Impact investing is the hot new thing in capitalism. I attended Security Research Associates' Impact Investing Dialogue, an expert panel they launched with their annual Fall Growth Stock Conference in late October. I'll run down the main points the panel raised below, with my extraordinary insights in italics.
Impact investors are still too risk-averse to fund pre-revenue startups. Well, for crying out loud, they need to get over those first-date jitters. Either go big or go home.
Deal flow is still relationship-based, so VCs and money managers cultivate entrepreneurs for years. Not for long IMHO. Crowdfunding will wipe out some of the early-entry barriers to fundraising for social enterprises.
Impact investing seeks opportunities serving low-to-middle income consumers. Grameen Bank broke the mold.
Philanthropy can be integrated into asset class choices. I dunno, there has to be an ROI for it to matter. The ROI might be measured in charitable deductions' contributions to a lower tax burden but any new policy ideas out of Washington will have a say in that.
Fair trade products are an import/export opportunity. True, but too much of the fair trade community is exposed to single source supply risk. Read my 2011 article on fair trade cocoa to see the importance of building multiple suppliers into a fair trade business model.
Injecting business approaches into philanthropy will encounter tax law hurdles and cultural differences, but benefits are possible. Culture is the biggest one. I recently had a very bad experience trying to incubate new enterprises within an established, nationally-known non-profit. The people I had to deal with had zero understanding of how to cultivate a high-risk startup. They had been entry-level non-profit drones or government employees their entire lives and had never been exposed to risk-taking entrepreneurial personalities.
The Opposable Minds concept is like our opposable thumbs' evolutionary advantage. It means grasping two fundamentally opposing concepts (like business and philanthropy) to create a superior integrated solution. I haven't heard of this idea. It sounds legit but I need to read more about it. I have long believed the management consulting sector reinvents itself every few years by pushing new concepts on an unsuspecting public.

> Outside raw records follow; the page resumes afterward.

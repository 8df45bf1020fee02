//! Provisioning steps and what they produce.
//!
//! A [`ProvisioningStep`] pairs an identifier and its declared dependencies with a
//! [`StepAction`]. Actions receive only the handles they declared and return a [`StepOutput`]:
//! the new handle plus, for anything the cloud allocated, the capability that releases it.

use std::{fmt, future::Future, sync::Arc};

use anyhow::Result;
use async_trait::async_trait;
use provisioner_types::ResourceHandle;

use crate::{context::ResolvedDependencies, registry::ResourceReleaser};

/// Result of a successful step.
pub struct StepOutput {
    pub handle: ResourceHandle,
    /// Present when the handle refers to something that must be released during teardown.
    pub release: Option<Arc<dyn ResourceReleaser>>,
    /// Additional identifiers the step observed, for example machines found by a listing.
    pub detail_ids: Vec<String>,
}

impl StepOutput {
    /// Output for a resource the run now owns and must release.
    pub fn owned(handle: ResourceHandle, releaser: Arc<dyn ResourceReleaser>) -> Self {
        Self {
            handle,
            release: Some(releaser),
            detail_ids: Vec::new(),
        }
    }

    /// Output that only describes something; teardown has nothing to do for it.
    pub fn observed(handle: ResourceHandle) -> Self {
        Self {
            handle,
            release: None,
            detail_ids: Vec::new(),
        }
    }

    pub fn with_detail_ids(mut self, ids: Vec<String>) -> Self {
        self.detail_ids = ids;
        self
    }
}

impl fmt::Debug for StepOutput {
    fn fmt(&self, f: &mut fmt::Formatter<'_>) -> fmt::Result {
        f.debug_struct("StepOutput")
            .field("handle", &self.handle)
            .field("releasable", &self.release.is_some())
            .field("detail_ids", &self.detail_ids)
            .finish()
    }
}

/// The work a step performs.
#[async_trait]
pub trait StepAction: Send + Sync {
    /// Step identifiers whose handles this action reads.
    fn dependencies(&self) -> Vec<String> {
        Vec::new()
    }

    async fn execute(&self, dependencies: &ResolvedDependencies) -> Result<StepOutput>;
}

/// Adapts an async closure into a [`StepAction`].
pub struct FnAction<F> {
    action: F,
}

#[async_trait]
impl<F, Fut> StepAction for FnAction<F>
where
    F: Fn(ResolvedDependencies) -> Fut + Send + Sync,
    Fut: Future<Output = Result<StepOutput>> + Send + 'static,
{
    async fn execute(&self, dependencies: &ResolvedDependencies) -> Result<StepOutput> {
        (self.action)(dependencies.clone()).await
    }
}

/// One unit of work in a plan. Immutable once added to a plan.
pub struct ProvisioningStep {
    pub(crate) id: String,
    pub(crate) description: Option<String>,
    pub(crate) depends_on: Vec<String>,
    pub(crate) action: Box<dyn StepAction>,
}

impl ProvisioningStep {
    /// Creates a step whose dependencies are those the action declares.
    pub fn new(id: impl Into<String>, action: impl StepAction + 'static) -> Self {
        let depends_on = action.dependencies();
        Self {
            id: id.into(),
            description: None,
            depends_on,
            action: Box::new(action),
        }
    }

    /// Creates a step from an async closure. Dependencies must be declared with
    /// [`ProvisioningStep::depends_on`].
    pub fn from_fn<F, Fut>(id: impl Into<String>, action: F) -> Self
    where
        F: Fn(ResolvedDependencies) -> Fut + Send + Sync + 'static,
        Fut: Future<Output = Result<StepOutput>> + Send + 'static,
    {
        Self::new(id, FnAction { action })
    }

    /// Adds dependencies on earlier steps. Duplicates are ignored.
    pub fn depends_on<I, S>(mut self, step_ids: I) -> Self
    where
        I: IntoIterator<Item = S>,
        S: Into<String>,
    {
        for step_id in step_ids {
            let step_id = step_id.into();
            if !self.depends_on.contains(&step_id) {
                self.depends_on.push(step_id);
            }
        }
        self
    }

    pub fn describe(mut self, description: impl Into<String>) -> Self {
        self.description = Some(description.into());
        self
    }

    pub fn id(&self) -> &str {
        &self.id
    }

    pub fn description(&self) -> Option<&str> {
        self.description.as_deref()
    }

    pub fn dependencies(&self) -> &[String] {
        &self.depends_on
    }
}

impl fmt::Debug for ProvisioningStep {
    fn fmt(&self, f: &mut fmt::Formatter<'_>) -> fmt::Result {
        f.debug_struct("ProvisioningStep")
            .field("id", &self.id)
            .field("description", &self.description)
            .field("depends_on", &self.depends_on)
            .finish_non_exhaustive()
    }
}
//! Run lifecycle types shared by the engine and its callers.
//!
//! The orchestrator moves through [`RunPhase`]s, records a [`StepRecord`] per executed step,
//! and finishes with a [`RunReport`]. Callers that want live progress subscribe to
//! [`RunEvent`]s.

use std::fmt;

use chrono::{DateTime, Utc};
use serde::{Deserialize, Serialize};
use thiserror::Error;

use crate::handle::{ResourceHandle, ResourceKind};

/// Failure that stops a run.
#[derive(Debug, Clone, Error, Serialize, Deserialize, PartialEq, Eq)]
#[serde(tag = "kind", rename_all = "snake_case")]
pub enum StepError {
    /// The step's remote call failed (quota, naming conflict, authorization, ...).
    #[error("step '{step_id}' failed: {message}")]
    Execution { step_id: String, message: String },

    /// A declared dependency had no handle in the run context.
    #[error("step '{step_id}' depends on '{dependency}' which has not been provisioned")]
    MissingDependency { step_id: String, dependency: String },

    /// Cancellation was observed before or while the step ran.
    #[error("run cancelled at step '{step_id}'")]
    Cancelled { step_id: String },
}

impl StepError {
    /// Create an execution error.
    pub fn execution(step_id: impl Into<String>, message: impl Into<String>) -> Self {
        Self::Execution {
            step_id: step_id.into(),
            message: message.into(),
        }
    }

    /// Create a missing dependency error.
    pub fn missing_dependency(step_id: impl Into<String>, dependency: impl Into<String>) -> Self {
        Self::MissingDependency {
            step_id: step_id.into(),
            dependency: dependency.into(),
        }
    }

    /// Create a cancellation error.
    pub fn cancelled(step_id: impl Into<String>) -> Self {
        Self::Cancelled { step_id: step_id.into() }
    }

    /// Identifier of the step the error is attributed to.
    pub fn step_id(&self) -> &str {
        match self {
            Self::Execution { step_id, .. } | Self::MissingDependency { step_id, .. } | Self::Cancelled { step_id } => step_id,
        }
    }
}

/// A release call that failed during teardown. Never fatal; collected for manual reconciliation.
#[derive(Debug, Clone, Error, Serialize, Deserialize, PartialEq, Eq)]
#[error("failed to release {kind} '{resource_id}' created by step '{step_id}': {message}")]
pub struct TeardownError {
    pub step_id: String,
    pub resource_id: String,
    pub kind: ResourceKind,
    pub message: String,
}

/// Lifecycle phase of a run.
///
/// `NotStarted -> Running -> {Completed, Failed} -> TearingDown -> Finished`
#[derive(Debug, Clone, Copy, Serialize, Deserialize, PartialEq, Eq, Default)]
#[serde(rename_all = "snake_case")]
pub enum RunPhase {
    #[default]
    NotStarted,
    Running,
    Completed,
    Failed,
    TearingDown,
    Finished,
}

impl RunPhase {
    /// Whether moving from `self` to `next` is a legal transition.
    pub fn can_transition_to(self, next: RunPhase) -> bool {
        matches!(
            (self, next),
            (Self::NotStarted, Self::Running)
                | (Self::Running, Self::Completed)
                | (Self::Running, Self::Failed)
                | (Self::Completed, Self::TearingDown)
                | (Self::Failed, Self::TearingDown)
                | (Self::TearingDown, Self::Finished)
        )
    }
}

impl fmt::Display for RunPhase {
    fn fmt(&self, f: &mut fmt::Formatter<'_>) -> fmt::Result {
        let label = match self {
            Self::NotStarted => "not_started",
            Self::Running => "running",
            Self::Completed => "completed",
            Self::Failed => "failed",
            Self::TearingDown => "tearing_down",
            Self::Finished => "finished",
        };
        f.write_str(label)
    }
}

/// Final result of the provisioning phase of a run.
#[derive(Debug, Clone, Serialize, Deserialize, PartialEq, Eq)]
#[serde(tag = "status", rename_all = "snake_case")]
pub enum RunOutcome {
    /// Every step succeeded.
    Completed,
    /// The first failing step and its error.
    Failed { step_id: String, error: StepError },
}

impl RunOutcome {
    pub fn failed(error: StepError) -> Self {
        Self::Failed {
            step_id: error.step_id().to_string(),
            error,
        }
    }

    pub fn is_completed(&self) -> bool {
        matches!(self, Self::Completed)
    }
}

/// Status of an executed step.
#[derive(Debug, Clone, Copy, Serialize, Deserialize, PartialEq, Eq)]
#[serde(rename_all = "snake_case")]
pub enum StepStatus {
    Succeeded,
    Failed,
}

/// Observability record for one executed step.
#[derive(Debug, Clone, Serialize, Deserialize, PartialEq, Eq)]
pub struct StepRecord {
    pub step_id: String,
    #[serde(default)]
    pub description: Option<String>,
    pub status: StepStatus,
    /// Identifiers the step produced (the handle id plus any it reports).
    #[serde(default)]
    pub output_ids: Vec<String>,
    /// The produced handle, when the step succeeded.
    #[serde(default, skip_serializing_if = "Option::is_none")]
    pub handle: Option<ResourceHandle>,
    #[serde(default, skip_serializing_if = "Option::is_none")]
    pub error: Option<String>,
    pub started_at: DateTime<Utc>,
    pub duration_ms: u64,
}

/// Everything teardown did.
#[derive(Debug, Clone, Default, Serialize, Deserialize, PartialEq, Eq)]
pub struct TeardownReport {
    /// Resource identifiers released, in release order.
    pub released: Vec<String>,
    /// Release failures, in release order.
    pub failures: Vec<TeardownError>,
}

impl TeardownReport {
    /// Number of release calls issued.
    pub fn attempted(&self) -> usize {
        self.released.len() + self.failures.len()
    }

    pub fn is_clean(&self) -> bool {
        self.failures.is_empty()
    }
}

/// Complete account of a run: the outcome, the step log, and the teardown.
#[derive(Debug, Clone, Serialize, Deserialize, PartialEq, Eq)]
pub struct RunReport {
    pub outcome: RunOutcome,
    pub steps: Vec<StepRecord>,
    pub teardown: TeardownReport,
    pub phase: RunPhase,
    pub started_at: DateTime<Utc>,
    pub finished_at: DateTime<Utc>,
}

impl RunReport {
    /// Process exit code for this report: 0 on completion, 1 otherwise.
    pub fn exit_code(&self) -> i32 {
        if self.outcome.is_completed() { 0 } else { 1 }
    }
}

/// Lifecycle event streamed while a run progresses.
#[derive(Debug, Clone, Serialize, Deserialize, PartialEq, Eq)]
#[serde(tag = "event", rename_all = "snake_case")]
pub enum RunEvent {
    PhaseChanged {
        phase: RunPhase,
    },
    StepStarted {
        index: usize,
        step_id: String,
        description: Option<String>,
        started_at: DateTime<Utc>,
    },
    StepFinished {
        record: StepRecord,
    },
    ResourceReleased {
        step_id: String,
        resource_id: String,
    },
    ReleaseFailed {
        error: TeardownError,
    },
    RunFinished {
        outcome: RunOutcome,
        finished_at: DateTime<Utc>,
    },
}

I also suspect business leaders lap up these new concepts because they were too busy playing office politics on their way up the ladder to actually learn how to add value.

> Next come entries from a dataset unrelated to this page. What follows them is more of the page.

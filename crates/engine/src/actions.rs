//! Step actions backed by the cloud capability.
//!
//! Each action names the earlier steps it reads by identifier, so a plan can wire them together
//! without closures. Actions that allocate something return an owned output released through
//! [`CloudReleaser`]; commands and listings return observed outputs.

use std::sync::Arc;

use anyhow::{Context, Result, bail};
use async_trait::async_trait;
use futures_util::TryStreamExt;
use provisioner_api::CloudCapability;
use provisioner_types::{
    ExtensionSpec, ImageReference, ResourceHandle, ResourceKind, VirtualMachineSpec,
    handle::{PRINCIPAL_ID, SUBNET_ID},
};
use tracing::{debug, info};

use crate::{
    context::ResolvedDependencies,
    registry::CloudReleaser,
    step::{StepAction, StepOutput},
};

/// Creates a resource group.
pub struct CreateResourceGroup {
    pub cloud: Arc<dyn CloudCapability>,
    pub name: String,
    pub region: String,
}

#[async_trait]
impl StepAction for CreateResourceGroup {
    async fn execute(&self, _dependencies: &ResolvedDependencies) -> Result<StepOutput> {
        let handle = self.cloud.create_resource_group(&self.name, &self.region).await?;
        Ok(StepOutput::owned(handle, CloudReleaser::shared(&self.cloud)))
    }
}

/// Creates a user-assigned identity inside the group produced by `resource_group_step`.
pub struct CreateManagedIdentity {
    pub cloud: Arc<dyn CloudCapability>,
    pub name: String,
    pub resource_group_step: String,
}

#[async_trait]
impl StepAction for CreateManagedIdentity {
    fn dependencies(&self) -> Vec<String> {
        vec![self.resource_group_step.clone()]
    }

    async fn execute(&self, dependencies: &ResolvedDependencies) -> Result<StepOutput> {
        let group = dependencies.get(&self.resource_group_step)?;
        let handle = self.cloud.create_managed_identity(&self.name, group).await?;
        Ok(StepOutput::owned(handle, CloudReleaser::shared(&self.cloud)))
    }
}

/// Grants the identity from `identity_step` a role on the resource from `scope_step`.
pub struct GrantRole {
    pub cloud: Arc<dyn CloudCapability>,
    pub role_id: String,
    pub identity_step: String,
    pub scope_step: String,
}

#[async_trait]
impl StepAction for GrantRole {
    fn dependencies(&self) -> Vec<String> {
        vec![self.identity_step.clone(), self.scope_step.clone()]
    }

    async fn execute(&self, dependencies: &ResolvedDependencies) -> Result<StepOutput> {
        let principal_id = dependencies.property(&self.identity_step, PRINCIPAL_ID)?;
        let scope = dependencies.get(&self.scope_step)?;
        let handle = self.cloud.grant_role(principal_id, &self.role_id, scope).await?;
        Ok(StepOutput::owned(handle, CloudReleaser::shared(&self.cloud)))
    }
}

/// Creates a virtual network with one default subnet.
pub struct CreateNetwork {
    pub cloud: Arc<dyn CloudCapability>,
    pub resource_group_step: String,
    pub address_space: String,
}

#[async_trait]
impl StepAction for CreateNetwork {
    fn dependencies(&self) -> Vec<String> {
        vec![self.resource_group_step.clone()]
    }

    async fn execute(&self, dependencies: &ResolvedDependencies) -> Result<StepOutput> {
        let group = dependencies.get(&self.resource_group_step)?;
        let handle = self.cloud.create_network(group, &self.address_space).await?;
        Ok(StepOutput::owned(handle, CloudReleaser::shared(&self.cloud)))
    }
}

/// Allocates a public address under a DNS label.
pub struct CreatePublicAddress {
    pub cloud: Arc<dyn CloudCapability>,
    pub resource_group_step: String,
    pub label: String,
}

#[async_trait]
impl StepAction for CreatePublicAddress {
    fn dependencies(&self) -> Vec<String> {
        vec![self.resource_group_step.clone()]
    }

    async fn execute(&self, dependencies: &ResolvedDependencies) -> Result<StepOutput> {
        let group = dependencies.get(&self.resource_group_step)?;
        let handle = self.cloud.create_public_address(group, &self.label).await?;
        Ok(StepOutput::owned(handle, CloudReleaser::shared(&self.cloud)))
    }
}

/// Creates a network interface on the network's default subnet, bound to a public address.
pub struct CreateNetworkInterface {
    pub cloud: Arc<dyn CloudCapability>,
    pub resource_group_step: String,
    pub network_step: String,
    pub address_step: String,
}

#[async_trait]
impl StepAction for CreateNetworkInterface {
    fn dependencies(&self) -> Vec<String> {
        vec![
            self.resource_group_step.clone(),
            self.network_step.clone(),
            self.address_step.clone(),
        ]
    }

    async fn execute(&self, dependencies: &ResolvedDependencies) -> Result<StepOutput> {
        let group = dependencies.get(&self.resource_group_step)?;
        let subnet_id = dependencies.property(&self.network_step, SUBNET_ID)?;
        let address = dependencies.get(&self.address_step)?;
        let handle = self.cloud.create_network_interface(group, subnet_id, address).await?;
        Ok(StepOutput::owned(handle, CloudReleaser::shared(&self.cloud)))
    }
}

/// Machine settings that do not come from earlier steps.
#[derive(Clone)]
pub struct VirtualMachineTemplate {
    pub name: String,
    pub region: String,
    pub size: String,
    pub image: ImageReference,
    pub admin_username: String,
    pub admin_password: String,
}

/// Creates a Linux virtual machine on the interface from `interface_step`, optionally with the
/// identity from `identity_step` attached.
pub struct CreateVirtualMachine {
    pub cloud: Arc<dyn CloudCapability>,
    pub resource_group_step: String,
    pub interface_step: String,
    pub identity_step: Option<String>,
    pub template: VirtualMachineTemplate,
}

#[async_trait]
impl StepAction for CreateVirtualMachine {
    fn dependencies(&self) -> Vec<String> {
        let mut dependencies = vec![self.resource_group_step.clone(), self.interface_step.clone()];
        dependencies.extend(self.identity_step.iter().cloned());
        dependencies
    }

    async fn execute(&self, dependencies: &ResolvedDependencies) -> Result<StepOutput> {
        let group = dependencies.get(&self.resource_group_step)?;
        let interface = dependencies.get(&self.interface_step)?;
        let identity_ids = match &self.identity_step {
            Some(step_id) => vec![dependencies.get(step_id)?.id.clone()],
            None => Vec::new(),
        };
        let template = &self.template;
        let spec = VirtualMachineSpec {
            name: template.name.clone(),
            region: template.region.clone(),
            size: template.size.clone(),
            image: template.image.clone(),
            admin_username: template.admin_username.clone(),
            admin_password: template.admin_password.clone(),
            network_interface_id: interface.id.clone(),
            identity_ids,
        };
        let handle = self.cloud.create_virtual_machine(group, &spec).await?;
        Ok(StepOutput::owned(handle, CloudReleaser::shared(&self.cloud)))
    }
}

/// Installs an extension on the machine from `vm_step`.
pub struct AttachExtension {
    pub cloud: Arc<dyn CloudCapability>,
    pub vm_step: String,
    pub extension: ExtensionSpec,
}

#[async_trait]
impl StepAction for AttachExtension {
    fn dependencies(&self) -> Vec<String> {
        vec![self.vm_step.clone()]
    }

    async fn execute(&self, dependencies: &ResolvedDependencies) -> Result<StepOutput> {
        let vm = dependencies.get(&self.vm_step)?;
        let handle = self.cloud.attach_extension(vm, &self.extension).await?;
        Ok(StepOutput::owned(handle, CloudReleaser::shared(&self.cloud)))
    }
}

/// Runs shell lines on the machine from `vm_step`.
///
/// Lines may reference earlier steps with `${{ steps.<step_id>.<field> }}`; every referenced
/// step must be listed in `reads`. A non-zero exit status fails the step.
pub struct RunRemoteCommand {
    pub cloud: Arc<dyn CloudCapability>,
    pub vm_step: String,
    pub reads: Vec<String>,
    pub command_lines: Vec<String>,
}

#[async_trait]
impl StepAction for RunRemoteCommand {
    fn dependencies(&self) -> Vec<String> {
        let mut dependencies = vec![self.vm_step.clone()];
        for step_id in &self.reads {
            if !dependencies.contains(step_id) {
                dependencies.push(step_id.clone());
            }
        }
        dependencies
    }

    async fn execute(&self, dependencies: &ResolvedDependencies) -> Result<StepOutput> {
        let vm = dependencies.get(&self.vm_step)?;
        let lines = self
            .command_lines
            .iter()
            .map(|line| dependencies.interpolate(line))
            .collect::<Result<Vec<_>>>()
            .context("failed to render remote command")?;

        let result = self.cloud.run_remote_command(vm, &lines).await?;
        debug!(invocation_id = %result.invocation_id, stdout = %result.stdout, "remote command output");
        if !result.succeeded() {
            bail!("remote command exited with status {}: {}", result.exit_code, result.stderr.trim());
        }

        let handle = ResourceHandle::new(ResourceKind::CommandInvocation, &result.invocation_id, &vm.name)
            .with_property("exit_code", result.exit_code.to_string());
        Ok(StepOutput::observed(handle))
    }
}

/// Lists the machines in the group from `resource_group_step`.
///
/// The listing is drained once; each machine identifier is reported as a detail of the step.
pub struct ListVirtualMachines {
    pub cloud: Arc<dyn CloudCapability>,
    pub resource_group_step: String,
}

#[async_trait]
impl StepAction for ListVirtualMachines {
    fn dependencies(&self) -> Vec<String> {
        vec![self.resource_group_step.clone()]
    }

    async fn execute(&self, dependencies: &ResolvedDependencies) -> Result<StepOutput> {
        let group = dependencies.get(&self.resource_group_step)?;
        let machines: Vec<ResourceHandle> = self.cloud.list_virtual_machines(group).try_collect().await?;
        for machine in &machines {
            info!(resource_id = %machine.id, name = %machine.name, "found virtual machine");
        }

        let handle = ResourceHandle::new(ResourceKind::Listing, format!("{}/virtualMachines", group.id), &group.name)
            .with_property("count", machines.len().to_string());
        let ids = machines.into_iter().map(|machine| machine.id).collect();
        Ok(StepOutput::observed(handle).with_detail_ids(ids))
    }
}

Impact investing happens in between pure ROI and pure philanthropic giving. Agreed, but then you need some hybrid measure of its value to convince money managers to keep doing it. A family office that does impact investing will need to measure how it lowers the portfolio's tax burden. A venture capital fund doing it will need to see some technology spinouts that they can commercialize.

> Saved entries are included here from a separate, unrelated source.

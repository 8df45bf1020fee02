//! Cloud resource capability for the provisioner.
//!
//! The orchestrator never talks to a cloud directly; it drives a [`CloudCapability`]. Two
//! implementations live here:
//!
//! - [`RestCloudClient`]: JSON-over-HTTPS client for a resource-management endpoint,
//!   configured from the environment via [`ClientConfig::from_env`]
//! - [`InMemoryCloud`]: deterministic simulation with call recording and fault injection

pub mod capability;
pub mod config;
pub mod error;
pub mod memory;
pub mod rest;

pub use capability::{CloudCapability, HandleStream};
pub use config::{ClientConfig, ConfigError, Credentials};
pub use error::CloudError;
pub use memory::{CloudCall, CloudOperation, InMemoryCloud, SIMULATED_SUBSCRIPTION_ID};
pub use rest::RestCloudClient;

Poor societies need more than access to capital; they need basic infrastructure. The most important thing they need is the rule of law! Impact investors can use the Heritage Foundation's Index of Economic Freedom to determine the likelihood of their investment going to some thug.
Impact investing is a highly fragmented, inefficient market that needs structure. Consolidation has already begun. Social Capital Markets (SOCAP) is a clearinghouse for this sector and I expect it to take a leading role in publishing whatever guidelines investors need.
Angel investors can find entrepreneurs who build enterprises that add social value. It's more like the other way around. Determined entrepreneurs go looking for angel clubs to give pitches. I still think it's funny whenever some wealthy person claims they found a new idea all by themselves after a dedicated first-generation striver banged on their door repeatedly to get their attention.
Microfinance can convert a non-profit structure into a for-profit structure that will add value. I didn't know that. Non-profit leaders need to seek good legal advice before they try converting their legal charter into something else.
The "informal economy" served by microenterprises is an uncorrelated sector. True enough, so the challenge for the finance community is to use metrics that convert System D activity indicators into a broad index. That also gives law enforcement agencies and securities regulators a means to track the underground economy, so some actors will be reluctant to self-identify. This is an area that cries out for an innovative financial solution, right up my alley.
Founders can look for credit enhancement instruments that make an equity offering attractive to institutional investors. I wrote about a few crowdfunding platforms that are developing pretty robust models. I believe those platforms that accommodate things like warrants, LEAPS, and contingent value rights will have a huge edge in attracting participants.
I appreciated the fact that two of the panelists were attractive women. Thank you Sonen Capital and Elevar Equity for showing off your finest assets. I always like to see quality in finance. I'll definitely keep watching the impact investing sector, and not just for the eye candy.